我无法取消嵌套在这些花括号中的数据 - 有没有什么方法可以将 test_part 标签保留在问题响应旁边的列中?或者是否需要将每一行分成更多的数据框以确保问题与适当的测试部分相关联?

原始数据如下:

[{"rt":7988.9000000059605,"stimulus":"<p>Click the button below to start the task.</p>","response":0,"trial_type":"html-button-response","trial_index":0,"time_elapsed":7991,"internal_node_id":"0.0-0.0"},{"rt":77266.30000001192,"responses":"{\"Q0\":5,\"Q1\":1,\"Q2\":2,\"Q3\":2,\"Q4\":1,\"Q5\":2,\"Q6\":4,\"Q7\":5,\"Q8\":3,\"Q9\":2}","text_responses":"{}","question_order":"[0,1,2,3,4,5,6,7,8,9]","test_part":"1","trial_type":"survey-likert-tabulate","trial_index":1,"time_elapsed":85264,"internal_node_id":"0.0-1.0-0.0"},{"rt":53696.5,"responses":"{\"Q0\":3,\"Q1\":3,\"Q2\":3,\"Q3\":2,\"Q4\":1,\"Q5\":2,\"Q6\":2,\"Q7\":2}","text_responses":"{}","question_order":"[0,1,2,3,4,5,6,7]","test_part":"2","trial_type":"survey-likert-tabulate","trial_index":2,"time_elapsed":138966,"internal_node_id":"0.0-1.0-1.0"},{"rt":73241.90000000596,"responses":"{\"Q0\":4,\"Q1\":3,\"Q2\":4,\"Q3\":4,\"Q4\":3,\"Q5\":2,\"Q6\":2,\"Q7\":4,\"Q8\":3,\"Q9\":3,\"Q10\":4,\"Q11\":3,\"Q12\":\"\"}","text_responses":"{}","question_order":"[0,1,2,3,4,5,6,7,8,9,10,11,12]","test_part":"3","trial_type":"survey-likert-tabulate","trial_index":3,"time_elapsed":212215,"internal_node_id":"0.0-1.0-2.0"},{"rt":52712.59999999404,"responses":"{\"Q0\":2,\"Q1\":2,\"Q2\":2,\"Q3\":3,\"Q4\":1,\"Q5\":2,\"Q6\":2,\"Q7\":0,\"Q8\":2}","text_responses":"{}","question_order":"[0,1,2,3,4,5,6,7,8]","test_part":"4","trial_type":"survey-likert-tabulate","trial_index":4,"time_elapsed":264933,"internal_node_id":"0.0-1.0-3.0"},{"rt":85120.5,"responses":"{\"Q0\":2,\"Q1\":1,\"Q2\":4,\"Q3\":4,\"Q4\":4,\"Q5\":4,\"Q6\":3,\"Q7\":3,\"Q8\":4,\"Q9\":3,\"Q10\":3,\"Q11\":4,\"Q12\":4,\"Q13\":2,\"Q14\":3,\"Q15\":3,\"Q16\":2,\"Q17\":3}","text_responses":"{}","question_order":"[0,1,2,3,4,5,6,7,8,9,10,11,12,13,14,15,16,17]","test_part":"5","trial_type":"survey-likert-tabulate","trial_index":5,"time_elapsed":350062,"internal_node_id":"0.0-1.0-4.0"}]

非常感谢任何帮助!

您可以再次使用fromJSON函数解析嵌套在花括号中的数据并将结果存储在列表中。

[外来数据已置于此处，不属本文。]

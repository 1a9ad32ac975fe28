//! Multi-board index: the `index` record plus per-board `meta/{id}` records

use crate::error::{Result, TierlistError};
use crate::storage::{board_key, meta_key, Storage, INDEX_KEY};
use crate::types::{BoardId, BoardMetadata};
use std::sync::Arc;
use tracing::{debug, warn};

/// Lists and maintains saved boards without loading their snapshots
#[derive(Clone)]
pub struct BoardIndex {
    storage: Arc<dyn Storage>,
}

impl BoardIndex {
    pub fn new(storage: Arc<dyn Storage>) -> Self {
        Self { storage }
    }

    /// Known board ids, most recently registered first
    pub fn ids(&self) -> Result<Vec<BoardId>> {
        match self.storage.read(INDEX_KEY)? {
            Some(value) => serde_json::from_value(value).map_err(|e| {
                TierlistError::storage(INDEX_KEY, format!("corrupt index: {e}"))
            }),
            None => Ok(Vec::new()),
        }
    }

    pub fn contains(&self, id: &BoardId) -> Result<bool> {
        Ok(self.ids()?.contains(id))
    }

    /// Metadata for one board
    pub fn get(&self, id: &BoardId) -> Result<Option<BoardMetadata>> {
        match self.storage.read(&meta_key(id.as_str()))? {
            Some(value) => Ok(Some(serde_json::from_value(value)?)),
            None => Ok(None),
        }
    }

    /// Metadata for every indexed board. Entries whose metadata is missing or
    /// unreadable are skipped.
    pub fn list(&self) -> Result<Vec<BoardMetadata>> {
        let mut boards = Vec::new();
        for id in self.ids()? {
            match self.get(&id) {
                Ok(Some(meta)) => boards.push(meta),
                Ok(None) => warn!(board = %id, "indexed board has no metadata"),
                Err(e) => warn!(board = %id, error = %e, "skipping unreadable metadata"),
            }
        }
        Ok(boards)
    }

    /// Store `meta` and move its board to the front of the index
    pub fn register(&self, meta: &BoardMetadata) -> Result<()> {
        self.storage
            .write(&meta_key(meta.id.as_str()), &serde_json::to_value(meta)?)?;

        let mut ids = self.ids()?;
        ids.retain(|id| id != &meta.id);
        ids.insert(0, meta.id.clone());
        self.write_ids(&ids)?;
        debug!(board = %meta.id, "board registered");
        Ok(())
    }

    /// Delete a board's snapshot, metadata and index entry.
    ///
    /// Returns false when the board was not indexed.
    pub fn remove(&self, id: &BoardId) -> Result<bool> {
        let mut ids = self.ids()?;
        let before = ids.len();
        ids.retain(|known| known != id);
        let removed = ids.len() != before;

        self.storage.remove(&board_key(id.as_str()))?;
        self.storage.remove(&meta_key(id.as_str()))?;
        if removed {
            self.write_ids(&ids)?;
            debug!(board = %id, "board removed");
        }
        Ok(removed)
    }

    fn write_ids(&self, ids: &[BoardId]) -> Result<()> {
        self.storage.write(INDEX_KEY, &serde_json::to_value(ids)?)
    }
}

impl std::fmt::Debug for BoardIndex {
    fn fmt(&self, f: &mut std::fmt::Formatter<'_>) -> std::fmt::Result {
        f.debug_struct("BoardIndex").finish_non_exhaustive()
    }
}
//! Durable key/value storage for serialized records.
//!
//! Keys are `/`-separated relative names such as `board/{id}`, `meta/{id}`,
//! `index` or `search/{context}`. Values are JSON documents. The trait is
//! synchronous so a pending write can still be flushed from `Drop`.

mod file;
mod memory;

pub use file::FileStorage;
pub use memory::MemoryStorage;

use crate::error::{Result, TierlistError};
use serde_json::Value;

/// A store of JSON records addressed by key
pub trait Storage: Send + Sync {
    /// Read a record; `Ok(None)` when it does not exist
    fn read(&self, key: &str) -> Result<Option<Value>>;

    /// Create or replace a record
    fn write(&self, key: &str, value: &Value) -> Result<()>;

    /// Delete a record; deleting a missing record is not an error
    fn remove(&self, key: &str) -> Result<()>;
}

/// Key of a board's full snapshot
pub fn board_key(id: &str) -> String {
    format!("board/{id}")
}

/// Key of a board's metadata record
pub fn meta_key(id: &str) -> String {
    format!("meta/{id}")
}

/// Key of the board index record
pub const INDEX_KEY: &str = "index";

/// Key of a search context's persisted filters
pub fn search_key(context: &str) -> String {
    format!("search/{context}")
}

/// Reject keys that could escape the storage root or are otherwise unusable
/// as file names.
pub(crate) fn validate_key(key: &str) -> Result<()> {
    let valid = !key.is_empty()
        && key.split('/').all(|segment| {
            !segment.is_empty()
                && segment != "."
                && segment != ".."
                && segment
                    .chars()
                    .all(|c| c.is_ascii_alphanumeric() || matches!(c, '-' | '_' | '.'))
        });
    if valid {
        Ok(())
    } else {
        Err(TierlistError::storage(key, "invalid storage key"))
    }
}
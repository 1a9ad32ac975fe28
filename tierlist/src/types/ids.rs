//! Newtype identifiers.
//!
//! Tier and board ids are opaque strings. Freshly created ones are ULIDs, but
//! imported or hand-written ids (`"s"`, `"unranked"`) are accepted as-is.
//! Item ids are the catalog's stable keys and are never generated locally.

use serde::{Deserialize, Serialize};
use std::borrow::Borrow;
use std::fmt;
use ulid::Ulid;

macro_rules! string_id {
    ($(#[$meta:meta])* $name:ident) => {
        $(#[$meta])*
        #[derive(Debug, Clone, PartialEq, Eq, Hash, PartialOrd, Ord, Serialize, Deserialize)]
        #[serde(transparent)]
        pub struct $name(String);

        impl $name {
            /// Wrap an existing id string
            pub fn from_string(id: impl Into<String>) -> Self {
                Self(id.into())
            }

            /// Borrow the raw id
            pub fn as_str(&self) -> &str {
                &self.0
            }
        }

        impl fmt::Display for $name {
            fn fmt(&self, f: &mut fmt::Formatter<'_>) -> fmt::Result {
                f.write_str(&self.0)
            }
        }

        impl From<&str> for $name {
            fn from(s: &str) -> Self {
                Self(s.to_string())
            }
        }

        impl From<String> for $name {
            fn from(s: String) -> Self {
                Self(s)
            }
        }

        impl Borrow<str> for $name {
            fn borrow(&self) -> &str {
                &self.0
            }
        }
    };
}

string_id!(
    /// Stable identifier of a tier row
    TierId
);

string_id!(
    /// Identifier of a saved board
    BoardId
);

string_id!(
    /// Catalog key of a media item
    ItemId
);

string_id!(
    /// Palette color identifier (the theme table maps it to real colors)
    ColorId
);

impl TierId {
    /// Generate a fresh ULID-based tier id
    pub fn new() -> Self {
        Self(Ulid::new().to_string())
    }
}

impl Default for TierId {
    fn default() -> Self {
        Self::new()
    }
}

impl BoardId {
    /// Generate a fresh ULID-based board id
    pub fn new() -> Self {
        Self(Ulid::new().to_string())
    }
}

impl Default for BoardId {
    fn default() -> Self {
        Self::new()
    }
}
//! Table rendering for terminal output

use comfy_table::{presets::UTF8_FULL, ContentArrangement, Table};
use tierlist::{Board, BoardMetadata, MediaItem, SearchView};

fn table(header: &[&str]) -> Table {
    let mut table = Table::new();
    table
        .load_preset(UTF8_FULL)
        .set_content_arrangement(ContentArrangement::Dynamic)
        .set_header(header.to_vec());
    table
}

fn describe(item: &MediaItem) -> String {
    let mut text = format!("{} [{}]", item.title, item.id);
    if let Some(subtitle) = item.subtitle() {
        text.push_str(&format!(" - {subtitle}"));
    }
    if item.is_enriched() {
        text.push_str(" *");
    }
    text
}

pub fn board(board: &Board) -> String {
    let mut table = table(&["Tier", "Id", "Color", "Items"]);
    for tier in &board.tier_definitions {
        let items: Vec<String> = board.tier_items(&tier.id).iter().map(describe).collect();
        table.add_row(vec![
            tier.label.clone(),
            tier.id.to_string(),
            tier.color_id.to_string(),
            items.join("\n"),
        ]);
    }
    format!("{}\n{table}", board.title)
}

pub fn board_list(boards: &[BoardMetadata]) -> String {
    let mut table = table(&["Id", "Title", "Items", "Modified"]);
    for meta in boards {
        table.add_row(vec![
            meta.id.to_string(),
            meta.title.clone(),
            meta.item_count.to_string(),
            meta.last_modified_at.format("%Y-%m-%d %H:%M").to_string(),
        ]);
    }
    table.to_string()
}

pub fn search_results(view: &SearchView) -> String {
    let mut table = table(&["#", "Id", "Title", "Artist", "Year"]);
    for (n, item) in view.results.iter().enumerate() {
        table.add_row(vec![
            n.to_string(),
            item.id.to_string(),
            item.title.clone(),
            item.artist.clone().unwrap_or_default(),
            item.year.map(|y| y.to_string()).unwrap_or_default(),
        ]);
    }
    format!(
        "{table}\nPage {} of {}",
        view.page,
        view.total_pages.max(view.page)
    )
}
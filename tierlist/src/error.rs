//! Error types for the board engine.
//!
//! The reducer cannot fail; everything here comes from the async boundary
//! (storage, network, configuration) or from validating untrusted input.

use crate::catalog::CatalogError;
use thiserror::Error;

/// Result type for board engine operations
pub type Result<T> = std::result::Result<T, TierlistError>;

/// Errors that can occur outside the pure reducer
#[derive(Debug, Error)]
pub enum TierlistError {
    /// Board not present in storage
    #[error("board not found: {id}")]
    BoardNotFound { id: String },

    /// Storage backend failure for a given record
    #[error("storage error for '{key}': {message}")]
    Storage { key: String, message: String },

    /// Import document does not match the expected structure
    #[error("invalid import: {message}")]
    InvalidImport { message: String },

    /// Import document version is not understood
    #[error("unsupported document version {found}")]
    UnsupportedVersion { found: u32 },

    /// Catalog request failed
    #[error(transparent)]
    Catalog(#[from] CatalogError),

    /// Configuration could not be loaded
    #[error("configuration error: {0}")]
    Config(#[from] Box<figment::Error>),

    /// IO error
    #[error("IO error: {0}")]
    Io(#[from] std::io::Error),

    /// JSON serialization error
    #[error("JSON error: {0}")]
    Json(#[from] serde_json::Error),
}

impl TierlistError {
    /// Create a storage error
    pub fn storage(key: impl Into<String>, message: impl Into<String>) -> Self {
        Self::Storage {
            key: key.into(),
            message: message.into(),
        }
    }

    /// Create an import validation error
    pub fn invalid_import(message: impl Into<String>) -> Self {
        Self::InvalidImport {
            message: message.into(),
        }
    }

    /// Check if retrying the same operation may succeed
    pub fn is_retryable(&self) -> bool {
        match self {
            Self::Catalog(e) => e.is_retryable(),
            Self::Storage { .. } | Self::Io(_) => true,
            _ => false,
        }
    }
}

impl From<figment::Error> for TierlistError {
    fn from(e: figment::Error) -> Self {
        Self::Config(Box::new(e))
    }
}

#[cfg(test)]
mod tests {
    use super::*;

    #[test]
    fn test_error_display() {
        let err = TierlistError::BoardNotFound { id: "abc".into() };
        assert_eq!(err.to_string(), "board not found: abc");
    }

    #[test]
    fn test_invalid_import() {
        let err = TierlistError::invalid_import("missing tiers");
        assert!(err.to_string().contains("missing tiers"));
        assert!(!err.is_retryable());
    }

    #[test]
    fn test_retryable() {
        let unavailable = TierlistError::Catalog(CatalogError::Status {
            status: 503,
            message: "busy".into(),
        });
        assert!(unavailable.is_retryable());
        assert!(TierlistError::storage("board/x", "disk full").is_retryable());
        assert!(!TierlistError::UnsupportedVersion { found: 9 }.is_retryable());
    }
}
//! Session-wide registry of the most complete known copy of each item.
//!
//! Boards and search pickers all feed what they learn into one shared
//! [`ItemRegistry`]. Registration is field-level: present fields of the
//! incoming copy win, absent ones never erase what is already known.

use crate::diff;
use crate::types::{ItemId, MediaItem};
use dashmap::DashMap;
use std::sync::Arc;
use tracing::{trace, warn};

/// Cheaply cloneable handle; clones share the same entries
#[derive(Debug, Clone, Default)]
pub struct ItemRegistry {
    items: Arc<DashMap<ItemId, MediaItem>>,
}

impl ItemRegistry {
    pub fn new() -> Self {
        Self::default()
    }

    /// Merge `item` into the registry.
    ///
    /// Returns true when the stored copy changed.
    pub fn register(&self, item: &MediaItem) -> bool {
        let mut entry = match self.items.entry(item.id.clone()) {
            dashmap::mapref::entry::Entry::Vacant(vacant) => {
                vacant.insert(item.clone());
                trace!(item = %item.id, "registered new item");
                return true;
            }
            dashmap::mapref::entry::Entry::Occupied(occupied) => occupied,
        };

        let (current, incoming) = match (
            serde_json::to_value(entry.get()),
            serde_json::to_value(item),
        ) {
            (Ok(current), Ok(incoming)) => (current, incoming),
            _ => return false,
        };
        let merged = diff::merge_present(&current, &incoming);
        if diff::equivalent(&current, &merged) {
            return false;
        }
        match serde_json::from_value::<MediaItem>(merged) {
            Ok(merged) => {
                trace!(item = %item.id, "registry copy updated");
                entry.insert(merged);
                true
            }
            Err(e) => {
                warn!(item = %item.id, error = %e, "merged item is invalid, keeping stored copy");
                false
            }
        }
    }

    /// Register several items, returning how many changed the registry
    pub fn register_all<'a, I>(&self, items: I) -> usize
    where
        I: IntoIterator<Item = &'a MediaItem>,
    {
        items.into_iter().filter(|item| self.register(item)).count()
    }

    pub fn get(&self, id: &ItemId) -> Option<MediaItem> {
        self.items.get(id).map(|entry| entry.value().clone())
    }

    /// The registry's version of `item` if it has one, else `item` itself
    pub fn overlay(&self, item: &MediaItem) -> MediaItem {
        self.get(&item.id).unwrap_or_else(|| item.clone())
    }

    pub fn len(&self) -> usize {
        self.items.len()
    }

    pub fn is_empty(&self) -> bool {
        self.items.is_empty()
    }
}
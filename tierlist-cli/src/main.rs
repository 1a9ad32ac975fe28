use clap::Parser;
use std::process;
use tierlist::TierlistConfig;

mod cli;
mod commands;
mod display;

use cli::Cli;
use commands::CliContext;

const EXIT_SUCCESS: i32 = 0;
const EXIT_ERROR: i32 = 1;

#[tokio::main]
async fn main() {
    let cli = Cli::parse();
    configure_logging(cli.verbose, cli.debug, cli.quiet);

    let mut config = match TierlistConfig::load() {
        Ok(config) => config,
        Err(e) => {
            tracing::warn!("Failed to load configuration: {}", e);
            eprintln!("Warning: Configuration loading failed: {}", e);
            eprintln!("Continuing with default configuration...");
            TierlistConfig::default()
        }
    };
    if let Some(dir) = cli.data_dir {
        config.data_dir = dir;
    }

    let context = CliContext::new(config);
    let code = match commands::run(&context, cli.command).await {
        Ok(()) => EXIT_SUCCESS,
        Err(e) => {
            eprintln!("Error: {e:#}");
            EXIT_ERROR
        }
    };
    process::exit(code);
}

/// Install a stderr subscriber at the level picked by the global flags
fn configure_logging(verbose: bool, debug: bool, quiet: bool) {
    use tracing::Level;
    use tracing_subscriber::{fmt, prelude::*, registry, EnvFilter};

    let log_level = if quiet {
        Level::ERROR
    } else if debug {
        Level::DEBUG
    } else if verbose {
        Level::TRACE
    } else {
        Level::WARN
    };

    registry()
        .with(EnvFilter::new(format!("hyper=warn,reqwest=warn,{log_level}")))
        .with(fmt::layer().with_writer(std::io::stderr))
        .init();
}
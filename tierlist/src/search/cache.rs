//! Result page cache keyed by canonical request key and page

use crate::catalog::SearchPage;
use lru::LruCache;
use std::num::NonZeroUsize;
use std::time::Duration;
use tokio::time::Instant;

pub const DEFAULT_CACHE_TTL: Duration = Duration::from_secs(60);
pub const DEFAULT_CACHE_CAPACITY: usize = 128;

#[derive(Debug)]
struct Entry {
    page: SearchPage,
    stored_at: Instant,
}

/// LRU of result pages with a revalidation window.
///
/// Entries older than the TTL are treated as missing and evicted on lookup.
#[derive(Debug)]
pub struct PageCache {
    entries: LruCache<(String, u32), Entry>,
    ttl: Duration,
}

impl PageCache {
    pub fn new(capacity: usize, ttl: Duration) -> Self {
        let capacity = NonZeroUsize::new(capacity).unwrap_or(NonZeroUsize::MIN);
        Self {
            entries: LruCache::new(capacity),
            ttl,
        }
    }

    /// Fresh page for `key` and `page`
    pub fn get(&mut self, key: &str, page: u32) -> Option<SearchPage> {
        let cache_key = (key.to_string(), page);
        let fresh = self
            .entries
            .get(&cache_key)
            .map(|entry| entry.stored_at.elapsed() < self.ttl)?;
        if fresh {
            self.entries.get(&cache_key).map(|entry| entry.page.clone())
        } else {
            self.entries.pop(&cache_key);
            None
        }
    }

    pub fn contains_fresh(&mut self, key: &str, page: u32) -> bool {
        self.get(key, page).is_some()
    }

    pub fn insert(&mut self, key: &str, page: u32, result: SearchPage) {
        self.entries.put(
            (key.to_string(), page),
            Entry {
                page: result,
                stored_at: Instant::now(),
            },
        );
    }

    pub fn len(&self) -> usize {
        self.entries.len()
    }

    pub fn is_empty(&self) -> bool {
        self.entries.is_empty()
    }

    pub fn clear(&mut self) {
        self.entries.clear();
    }
}

impl Default for PageCache {
    fn default() -> Self {
        Self::new(DEFAULT_CACHE_CAPACITY, DEFAULT_CACHE_TTL)
    }
}
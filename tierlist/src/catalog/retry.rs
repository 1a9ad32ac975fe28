//! Fixed-delay retry for transient catalog failures

use super::CatalogError;
use std::future::Future;
use std::time::Duration;
use tokio::time::sleep;
use tracing::{info, warn};

/// Retries retryable [`CatalogError`]s a fixed number of times with a fixed
/// pause between attempts.
#[derive(Debug, Clone, PartialEq, Eq)]
pub struct RetryPolicy {
    /// Retries after the first attempt
    pub max_retries: u32,
    pub delay: Duration,
}

impl Default for RetryPolicy {
    fn default() -> Self {
        Self {
            max_retries: 2,
            delay: Duration::from_millis(2000),
        }
    }
}

impl RetryPolicy {
    pub fn new(max_retries: u32, delay: Duration) -> Self {
        Self { max_retries, delay }
    }

    /// A policy that surfaces the first failure
    pub fn none() -> Self {
        Self::new(0, Duration::ZERO)
    }

    /// Run `operation` until it succeeds, fails with a non-retryable error,
    /// or runs out of retries.
    pub async fn run<F, Fut, T>(&self, operation_name: &str, mut operation: F) -> Result<T, CatalogError>
    where
        F: FnMut() -> Fut,
        Fut: Future<Output = Result<T, CatalogError>>,
    {
        let mut attempt = 0;
        loop {
            match operation().await {
                Ok(value) => {
                    if attempt > 0 {
                        info!(operation = operation_name, retries = attempt, "succeeded after retry");
                    }
                    return Ok(value);
                }
                Err(error) if error.is_retryable() && attempt < self.max_retries => {
                    attempt += 1;
                    warn!(
                        operation = operation_name,
                        attempt,
                        error = %error,
                        "transient failure, retrying in {:?}",
                        self.delay
                    );
                    sleep(self.delay).await;
                }
                Err(error) => {
                    if error.is_retryable() {
                        warn!(operation = operation_name, attempts = attempt + 1, error = %error, "giving up");
                    }
                    return Err(error);
                }
            }
        }
    }
}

例如,像这样:

require(tidyverse)
require(jsonlite)

path_to_json <- "../Downloads/test_json.json"

json_string <- readr::read_lines(path_to_json)
data_parsed <- jsonlite::fromJSON(json_string, simplifyVector = FALSE)

data_responses <- map(data_parsed, function(i) {
    r <- i$responses
    if (!is.null(r) && !is.na(r)) {
        r <- jsonlite::fromJSON(r, simplifyVector = FALSE)
    }
    r
})

test_parts <- map(data_parsed, function(i) {
    t <- i$test_part
    if (is.null(t) || is.na(t)) {
        t <- NA_character_
    }
    t
})

names(data_responses) <- test_parts

data_responses

需要检查 NULL/NA 来处理已解析 JSON 的第一个元素,该元素不包含名称为“responses”或“test_part”的字段。